One of the first eateries that I was invited to this summer as a newcomer to Washington, D.C. was Ben's Chili Bowl. Family-owned and in operation since 1958, the restaurant has become a regional landmark and has long been a mealtime hotspot. Why is the place so famous among those "DC-ites" in the know? The food served there by friendly staff, featuring "half smokes" (referring to sausage) and chili (full of cheese and beans), the antithesis of tofu and greens, draws in escapees from more healthy diets. Many people also come, I suppose, because it is a "happening place." One finds clustered within its fifties-era confines commoners of two types: those who admit they are common and those who think they are uncommon. Pictures on the walls, detailing the visits of mostly Black American celebrities and political figures, document the cache of a diner with soul. But maybe the real secret to the place is its critical role in the 1960s during the race riots.

The story, as related to me by Chili Bowl regulars, is that during the riots that broke out after the assassination of Martin Luther King the whole District was burning, except for Ben's place. Ben Ali, a native of Trinidad, with his wife Virginia and other family members, kept the restaurant open and both police and activists would meet there, usually in secret, to work out plans for stemming the violence and addressing community complaints. The family of restaurateurs had earned the trust of both sides, and that trust helped them provide a safe spot within which opponents could begin to know and then to trust each other. Chili and reconciliation -- a combination that still reverberates today with significance.

Finding such a place for knowing and trust-building is a critical task in any society that hopes to sustain itself amidst the inevitable divisions and conflicts of the human condition. It is in fact a demand of justice because justice itself depends on it.

This insight is drawn from my recent reading from a book by John Finnis, a philosopher and principle progenitor of what has been called the "New Natural Law Theory." His work aims at reviving and updating natural law thinking in a way that does not change the substance of old ways of thinking. It seeks instead to make ancient truths relevant again to minds and hearts malformed by modern educational trends.

The book is titled Natural Law and Natural Rights, published in 1980. On page 108, Finnis addresses what has to be considered one of the central problems of justice -- determining when it is reasonable to prefer the interests of one's own self, or one's own family, community, and nation.

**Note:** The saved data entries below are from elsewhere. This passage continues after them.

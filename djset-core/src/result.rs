//! Cluster labels derived from a partition.
//!
//! Downstream geometry stages consume dense labels rather than raw roots, so
//! [`crate::DisjointSet::clustering`] relabels components as `0..k`.

/// Dense cluster labels for every element of a partition.
///
/// # Examples
/// ```
/// use djset_core::{ClusterId, DisjointSet};
///
/// let mut set = DisjointSet::new(3);
/// set.unite(2, 0)?;
/// let result = set.clustering();
/// let labels = [ClusterId::new(0), ClusterId::new(1), ClusterId::new(0)];
/// assert_eq!(result.assignments(), &labels);
/// assert_eq!(result.cluster_count(), 2);
/// assert_eq!(result.cluster_sizes(), vec![2, 1]);
/// # Ok::<(), djset_core::DisjointSetError>(())
/// ```
#[derive(Debug, Clone, PartialEq, Eq)]
pub struct ClusteringResult {
    assignments: Vec<ClusterId>,
    cluster_count: usize,
}

impl ClusteringResult {
    pub(crate) const fn from_dense(assignments: Vec<ClusterId>, cluster_count: usize) -> Self {
        Self {
            assignments,
            cluster_count,
        }
    }

    /// Returns the label of every element, in element order.
    #[must_use]
    pub fn assignments(&self) -> &[ClusterId] {
        &self.assignments
    }

    /// Returns the number of distinct clusters.
    #[must_use]
    #[rustfmt::skip]
    pub const fn cluster_count(&self) -> usize { self.cluster_count }

    /// Returns the member count of each cluster, indexed by label.
    #[must_use]
    pub fn cluster_sizes(&self) -> Vec<usize> {
        let mut sizes = vec![0_usize; self.cluster_count];
        for id in &self.assignments {
            let slot = usize::try_from(id.get())
                .ok()
                .and_then(|index| sizes.get_mut(index));
            if let Some(size) = slot {
                *size = size.saturating_add(1);
            }
        }
        sizes
    }
}

/// Identifier assigned to a cluster.
///
/// # Examples
/// ```
/// use djset_core::ClusterId;
///
/// let id = ClusterId::new(4);
/// assert_eq!(id.get(), 4);
/// ```
#[derive(Debug, Clone, Copy, PartialEq, Eq, Hash, PartialOrd, Ord)]
pub struct ClusterId(u64);

impl ClusterId {
    /// Creates a new cluster identifier.
    #[rustfmt::skip]
    #[must_use]
    pub const fn new(id: u64) -> Self { Self(id) }

    /// Returns the underlying numeric identifier.
    #[rustfmt::skip]
    #[must_use]
    pub const fn get(self) -> u64 { self.0 }
}
//! Breadth-first connectivity oracles for disjoint-set property tests.
//!
//! Both oracles build an explicit adjacency list and label each element with
//! the smallest id reachable from it. The forest under test is reduced to the
//! same canonical labelling so the two can be compared element by element.

use std::collections::VecDeque;

use crate::{Coordinates, DisjointSet};

/// Labels every element with the smallest id in its connected component.
pub(super) fn connected_labels(element_count: usize, edges: &[(usize, usize)]) -> Vec<usize> {
    let mut adjacency = vec![Vec::new(); element_count];
    for &(left, right) in edges {
        if left >= element_count || right >= element_count {
            continue;
        }
        adjacency[left].push(right);
        adjacency[right].push(left);
    }

    let mut labels = vec![usize::MAX; element_count];
    let mut queue = VecDeque::new();
    for start in 0..element_count {
        if labels[start] != usize::MAX {
            continue;
        }
        labels[start] = start;
        queue.push_back(start);
        while let Some(current) = queue.pop_front() {
            for &next in &adjacency[current] {
                if labels[next] == usize::MAX {
                    labels[next] = start;
                    queue.push_back(next);
                }
            }
        }
    }
    labels
}

/// Labels every point with the smallest row reachable through links of
/// length at most `threshold`.
///
/// Distances are accumulated in `f32` over the full row with no early exit,
/// in the same component order as the forest, so boundary pairs are decided
/// identically.
pub(super) fn spatial_labels(points: &dyn Coordinates, threshold: f32) -> Vec<usize> {
    let rows = points.rows();
    let squared = threshold * threshold;
    let mut edges = Vec::new();
    for left in 0..rows {
        for right in (left + 1)..rows {
            let (Some(a), Some(b)) = (points.row(left), points.row(right)) else {
                continue;
            };
            let sum: f32 = a
                .iter()
                .zip(b)
                .fold(0.0, |acc, (x, y)| acc + (x - y) * (x - y));
            if sum <= squared {
                edges.push((left, right));
            }
        }
    }
    connected_labels(rows, &edges)
}

/// Reduces a forest to smallest-member labels.
pub(super) fn canonical_labels(set: &mut DisjointSet) -> Vec<usize> {
    let mut labels = vec![usize::MAX; set.len()];
    for group in set.components() {
        let Some(&smallest) = group.first() else {
            continue;
        };
        for member in group {
            labels[member] = smallest;
        }
    }
    labels
}

/// Counts the distinct labels in a canonical labelling.
pub(super) fn label_count(labels: &[usize]) -> usize {
    labels
        .iter()
        .enumerate()
        .filter(|(element, label)| element == *label)
        .count()
}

He states: "In the Greek, Roman, and Christian traditions of reflection, this question was approached ... by adopting the viewpoint, the standards, the principles of justice" which as a practical matter involves "one who sees the whole arena of human affairs and who has the interests of each participant in those affairs at heart and equally in mind." Exercising impartiality with respect to persons helps one to see with greater clarity when self-preferences cross the boundary into arbitrariness.

Where else can this impartiality be nurtured so deeply but in the family, where love draws together two fundamentally different souls, who in their sexual complementarity are invited to know, to trust, and to give of themselves to an "other" more "other" in kind and quality than any other "otherness" there can be? And if and when this society of the sexes is enlarged through God's gift of a child, whose very being is a surprising combination of donated gene, temperament and aptitude, the opportunity for discovery and understanding increases exponentially. Through the family, the new becomes familiar.

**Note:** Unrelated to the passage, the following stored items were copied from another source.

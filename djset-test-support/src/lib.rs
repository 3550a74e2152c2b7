//! Shared test utilities used across djset crates.
//!
//! [`recording`] captures spans and events so suites can assert the
//! instrumentation contract of the linking pipeline, and
//! [`proptest_profile`] gives every property suite the same environment
//! overrides for case counts and forking.

pub mod proptest_profile;
pub mod recording;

The Church too plays a critical role in increasing impartiality among persons by not entering public policy debates with political attachments or partisan brands. The goodwill earned by the Church's practice throughout history of not taking sides against persons, while maintaining its convictions about what is true and good for all persons, has helped the Church to establish relationships with an astounding variety of groups who, among and between themselves, may be archenemies. The Church has become and continues to serve, as a result, as a welcome and welcoming place where amazing reconciliations can be achieved.

Finnis cautions that the goal of impartiality between persons should not be misconstrued as a call for "'impartiality' about the basic aspects of human good." Impartiality, he says, "does not authorize ... indifference to death and disease, to preferring trash to art, by favoring the comforts of ignorance and illusion, by repressing all play as unworthy of man, by praising the ideal of self-aggrandizement and contemning the ideal of friendship, or by the treating the search for the ultimate source and destiny of things as of no account or as an instrument of statecraft or a plaything reserved for leisured folk ...." In other words, justice requires that all be welcome but not on just any set of terms that disregard as irrelevant what is true and good.

Whether it is serving "half smokes" even when the world is going up in smoke, saying "I do" every day for the rest of one's life to one's spouse and family even in the midst of "I won't"- inducing challenges, or standing one's ground as a faith-based participant in the great policy debates of the day even when confronted by resistance and calumny, these are the acts and commitments that make justice possible.

Daniel Avila formerly served the Catholic Bishops in Massachusetts and now lives and works in the Washington, D.C., area.